So - why use attributes?

AutoCAD has had attributes since – well – since I started using it. While the feature is not new, our ever increasing focus on data, including data capture and analysis, strengthens the role of attributes in building the integrity and value of an EDMS (Engineering Document Management Systems).

To quickly recap, a block is a group or collection of drawing objects, and an attribute is text that is embedded in a block. Think of the attribute as a tag or label that can be populated with the block insertion. This is useful for assembling an item list when a drawing contains quantities of blocks, perhaps representing electrical or mechanical components. More specifically, in linking to an EDMS, we’re interested in sheet frames as title blocks, where attributes can be used to capture essential title data.

AutoCAD Attributes

When you’ve drawn your sheet frame, and before defining the block (with the BLOCK command), attributes are created in the title line positions in a similar way to adding text (ATTDEF). The attribute properties determine size, position, and even the default value. The benefit is that, when your sheet is inserted (INSERT) the title lines can be prompted for completion. Be aware, however, that this can be turned off (ATTREQ) or the block can be exploded (EXPLODE) after insertion. The system isn’t foolproof, but the purpose and intent is understood by most users and organisations that are motivated to utilise attributes and appreciate the value and significance of the captured title metadata.

For ease of data capture, together with improved data consistency, the EDMS, should be able to automatically retrieve title attributes from drawings and use this to populate EDMS, metadata. This avoids re-entering the title data, saving time and ensuring that titles in the EDMS, accurately reflect drawing titles. Systems such as Lunr and Meridian include this capability. Meridian refers to this as ‘synchronising properties’, while Lunr automates this feature on document upload.
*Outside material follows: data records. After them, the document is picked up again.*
pub mod backend;
pub mod file;
pub mod manual;
pub mod processor;
pub mod stream;
pub mod tone;

#[cfg(feature = "cpal")]
pub mod cpal_device;

pub use backend::{AudioGraph, AudioHost, BufferHandler, GraphConfig, SampleBuffer};
pub use file::{AudioFile, FileDevices};
pub use manual::{ManualDevices, ManualHost, TrackLayout};
pub use processor::{ProcessorGraph, ProcessorHost, DEFAULT_CONTEXT_SAMPLE_RATE};
pub use stream::{FrameSink, MediaDevices, MediaStream, MediaTrack, SampleTap, StreamConstraints, StreamTracks};
pub use tone::{SineGenerator, ToneDevices};

#[cfg(feature = "cpal")]
pub use cpal_device::CpalDevices;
Behind the scenes, these systems maintain a mapping table that associates drawing attributes with their matching EDMS properties, ensuring valuable title data reliably populates the EDMS.

The value and success of an EDMS lays in the trust and confidence of its users. Key in this is the ability to search for documents with the knowledge that search terms accurately reflect drawing titles for consistent results. Title block attributes with automated EDMS input are a critical step towards achieving this.